What is required:
Search the records for the string "under" and copy every line where it turns up.

—————

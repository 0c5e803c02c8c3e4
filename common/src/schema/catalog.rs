//! Read-only catalog of field templates shown in the form builder palette.
//!
//! Templates are never persisted; they only seed new [`FormField`]s. The
//! standard applicant columns (`first_name`, `gpa`, ...) are catalogued under
//! their column name, which is also the id they carry inside the default
//! sections so their answers land in the flat application record.

use super::{FieldType, FieldValidation, FormField};
use crate::model::application::AcademicLevel;
use once_cell::sync::Lazy;
use serde::{Deserialize, Serialize};

#[derive(Debug, Clone, Copy, PartialEq, Eq, Hash, Serialize, Deserialize)]
#[serde(rename_all = "lowercase")]
pub enum FieldCategory {
    Personal,
    Contact,
    Academic,
    Essay,
    Custom,
}

impl FieldCategory {
    pub const ALL: [FieldCategory; 5] = [
        FieldCategory::Personal,
        FieldCategory::Contact,
        FieldCategory::Academic,
        FieldCategory::Essay,
        FieldCategory::Custom,
    ];

    pub fn title(&self) -> &'static str {
        match self {
            FieldCategory::Personal => "Personal Information",
            FieldCategory::Contact => "Contact Details",
            FieldCategory::Academic => "Academic",
            FieldCategory::Essay => "Essays",
            FieldCategory::Custom => "Custom Fields",
        }
    }
}

/// Properties copied onto a field when it is instantiated from a template.
#[derive(Debug, Clone, Default, PartialEq, Serialize, Deserialize)]
#[serde(rename_all = "camelCase")]
pub struct FieldDefaults {
    #[serde(default)]
    pub required: bool,
    #[serde(default, skip_serializing_if = "Option::is_none")]
    pub placeholder: Option<String>,
    #[serde(default, skip_serializing_if = "Option::is_none")]
    pub options: Option<Vec<String>>,
    #[serde(default, skip_serializing_if = "Option::is_none")]
    pub validation: Option<FieldValidation>,
    #[serde(default, skip_serializing_if = "Option::is_none")]
    pub accepted_formats: Option<Vec<String>>,
    #[serde(default, skip_serializing_if = "Option::is_none")]
    pub max_size: Option<u64>,
}

#[derive(Debug, Clone, PartialEq, Serialize, Deserialize)]
#[serde(rename_all = "camelCase")]
pub struct FieldTemplate {
    pub id: String,
    #[serde(rename = "type")]
    pub field_type: FieldType,
    /// Name shown in the palette.
    pub label: String,
    pub category: FieldCategory,
    /// Label given to a freshly added field.
    pub default_label: String,
    pub description: String,
    pub default_props: FieldDefaults,
}

impl FieldTemplate {
    fn new(
        id: &str,
        field_type: FieldType,
        label: &str,
        category: FieldCategory,
        description: &str,
    ) -> Self {
        Self {
            id: id.to_string(),
            field_type,
            label: label.to_string(),
            category,
            default_label: label.to_string(),
            description: description.to_string(),
            default_props: FieldDefaults::default(),
        }
    }

    fn required(mut self) -> Self {
        self.default_props.required = true;
        self
    }

    fn placeholder(mut self, placeholder: &str) -> Self {
        self.default_props.placeholder = Some(placeholder.to_string());
        self
    }

    fn options(mut self, options: &[&str]) -> Self {
        self.default_props.options = Some(options.iter().map(|o| o.to_string()).collect());
        self
    }

    fn validation(mut self, validation: FieldValidation) -> Self {
        self.default_props.validation = Some(validation);
        self
    }

    fn default_label(mut self, label: &str) -> Self {
        self.default_label = label.to_string();
        self
    }

    /// Builds a field carrying this template's defaults under the given id.
    pub fn instantiate(&self, id: impl Into<String>) -> FormField {
        let defaults = &self.default_props;
        FormField {
            id: id.into(),
            field_type: self.field_type,
            label: self.default_label.clone(),
            required: defaults.required,
            order: 0,
            placeholder: defaults.placeholder.clone(),
            options: defaults.options.clone(),
            validation: defaults.validation.clone(),
            accepted_formats: defaults.accepted_formats.clone(),
            max_size: defaults.max_size,
        }
    }
}

fn min_length(len: usize) -> FieldValidation {
    FieldValidation {
        min_length: Some(len),
        ..Default::default()
    }
}

static CATALOG: Lazy<Vec<FieldTemplate>> = Lazy::new(|| {
    use FieldCategory::*;
    use FieldType as T;

    let mut file = FieldTemplate::new(
        "custom_file",
        T::File,
        "File Upload",
        Custom,
        "Supporting document such as a transcript or recommendation letter",
    )
    .default_label("Supporting Document");
    file.default_props.accepted_formats = Some(vec!["pdf".into(), "doc".into(), "docx".into()]);
    file.default_props.max_size = Some(5 * 1024 * 1024);

    vec![
        FieldTemplate::new("first_name", T::Text, "First Name", Personal, "Applicant's given name")
            .required()
            .placeholder("Jane"),
        FieldTemplate::new("last_name", T::Text, "Last Name", Personal, "Applicant's family name")
            .required()
            .placeholder("Doe"),
        FieldTemplate::new("date_of_birth", T::Date, "Date of Birth", Personal, "YYYY-MM-DD").required(),
        FieldTemplate::new("email", T::Email, "Email Address", Contact, "Where notices are sent")
            .required()
            .placeholder("jane.doe@example.com"),
        FieldTemplate::new("phone", T::Phone, "Phone Number", Contact, "Digits, optionally with +")
            .required()
            .placeholder("555-123-4567"),
        FieldTemplate::new("address", T::Text, "Street Address", Contact, "Mailing address"),
        FieldTemplate::new("city", T::Text, "City", Contact, "City of residence"),
        FieldTemplate::new("state", T::Text, "State", Contact, "State or province"),
        FieldTemplate::new("zip", T::Text, "ZIP Code", Contact, "Postal code"),
        FieldTemplate::new("school", T::Text, "School", Academic, "Current or most recent school")
            .required(),
        FieldTemplate::new("graduation_year", T::Number, "Graduation Year", Academic, "Expected graduation year")
            .required()
            .placeholder("2027"),
        FieldTemplate::new("gpa", T::Number, "GPA", Academic, "On a 4.0 scale")
            .required()
            .placeholder("3.5")
            .validation(FieldValidation {
                min: Some(0.0),
                max: Some(4.0),
                ..Default::default()
            }),
        FieldTemplate::new("major", T::Text, "Major", Academic, "Intended or declared field of study")
            .required(),
        FieldTemplate::new("academic_level", T::Select, "Academic Level", Academic, "Current level of study")
            .required()
            .options(&AcademicLevel::ALL.map(|level| level.as_str())),
        FieldTemplate::new("career_goals", T::Textarea, "Career Goals", Essay, "Where the applicant is headed")
            .required()
            .validation(min_length(50)),
        FieldTemplate::new("financial_need", T::Textarea, "Financial Need", Essay, "Why support is needed")
            .required()
            .validation(min_length(25)),
        FieldTemplate::new(
            "community_involvement",
            T::Textarea,
            "Community Involvement",
            Essay,
            "Volunteering and service",
        )
        .validation(min_length(25)),
        FieldTemplate::new(
            "why_deserve_scholarship",
            T::Textarea,
            "Why You Deserve This Scholarship",
            Essay,
            "Personal statement",
        )
        .required()
        .validation(min_length(25)),
        FieldTemplate::new("work_experience", T::Textarea, "Work Experience", Essay, "Jobs and internships"),
        FieldTemplate::new(
            "extracurricular_activities",
            T::Textarea,
            "Extracurricular Activities",
            Essay,
            "Clubs, sports and activities",
        ),
        FieldTemplate::new("awards_and_honors", T::Textarea, "Awards and Honors", Essay, "Recognition received"),
        FieldTemplate::new("custom_text", T::Text, "Short Answer", Custom, "Single line of text")
            .default_label("Short Answer Question"),
        FieldTemplate::new("custom_textarea", T::Textarea, "Long Answer", Custom, "Multi-line response")
            .default_label("Long Answer Question"),
        FieldTemplate::new("custom_number", T::Number, "Number", Custom, "Numeric answer")
            .default_label("Numeric Question"),
        FieldTemplate::new("custom_date", T::Date, "Date", Custom, "Calendar date").default_label("Date Question"),
        FieldTemplate::new("custom_select", T::Select, "Dropdown", Custom, "Pick one of several options")
            .default_label("Choose an Option")
            .options(&["Option 1", "Option 2", "Option 3"]),
        FieldTemplate::new("custom_checkbox", T::Checkbox, "Checkbox", Custom, "Yes/no confirmation")
            .default_label("I confirm"),
        file,
        FieldTemplate::new("custom_email", T::Email, "Email", Custom, "Additional email address")
            .default_label("Reference Email"),
        FieldTemplate::new("custom_phone", T::Phone, "Phone", Custom, "Additional phone number")
            .default_label("Reference Phone"),
    ]
});

/// Every template in palette order.
pub fn field_catalog() -> &'static [FieldTemplate] {
    &CATALOG
}

pub fn template(id: &str) -> Option<&'static FieldTemplate> {
    CATALOG.iter().find(|t| t.id == id)
}

/// Templates grouped by category, categories in palette order.
pub fn templates_by_category() -> Vec<(FieldCategory, Vec<&'static FieldTemplate>)> {
    FieldCategory::ALL
        .iter()
        .map(|category| {
            let templates = CATALOG.iter().filter(|t| t.category == *category).collect();
            (*category, templates)
        })
        .collect()
}

/// The catalog definition of a standard application column, keyed by column name.
pub fn standard_field(name: &str) -> Option<FormField> {
    template(name)
        .filter(|t| t.category != FieldCategory::Custom)
        .map(|t| t.instantiate(name))
}

/// Like [`standard_field`] but for names known to be catalogued.
pub(crate) fn standard_fields(names: &[&str]) -> Vec<FormField> {
    names.iter().filter_map(|name| standard_field(name)).collect()
}

#[cfg(test)]
mod tests {
    use super::*;
    use crate::model::application::STANDARD_FIELDS;

    #[test]
    fn every_standard_column_is_catalogued() {
        for name in STANDARD_FIELDS {
            assert!(standard_field(name).is_some(), "{name} missing from catalog");
        }
    }

    #[test]
    fn custom_templates_are_not_standard_fields() {
        assert!(standard_field("custom_text").is_none());
        assert!(template("custom_text").is_some());
    }

    #[test]
    fn grouping_covers_the_whole_catalog() {
        let grouped: usize = templates_by_category().iter().map(|(_, t)| t.len()).sum();
        assert_eq!(grouped, field_catalog().len());
    }

    #[test]
    fn instantiate_copies_defaults() {
        let field = template("custom_file").unwrap().instantiate("doc");
        assert_eq!(field.label, "Supporting Document");
        assert_eq!(field.max_size, Some(5 * 1024 * 1024));
        assert_eq!(field.accepted_formats.as_deref().map(|f| f.len()), Some(3));
    }
}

—————

Written answer:
//! standard applicant columns (`first_name`, `gpa`, ...) are catalogued under
    /// Builds a field carrying this template's defaults under the given id.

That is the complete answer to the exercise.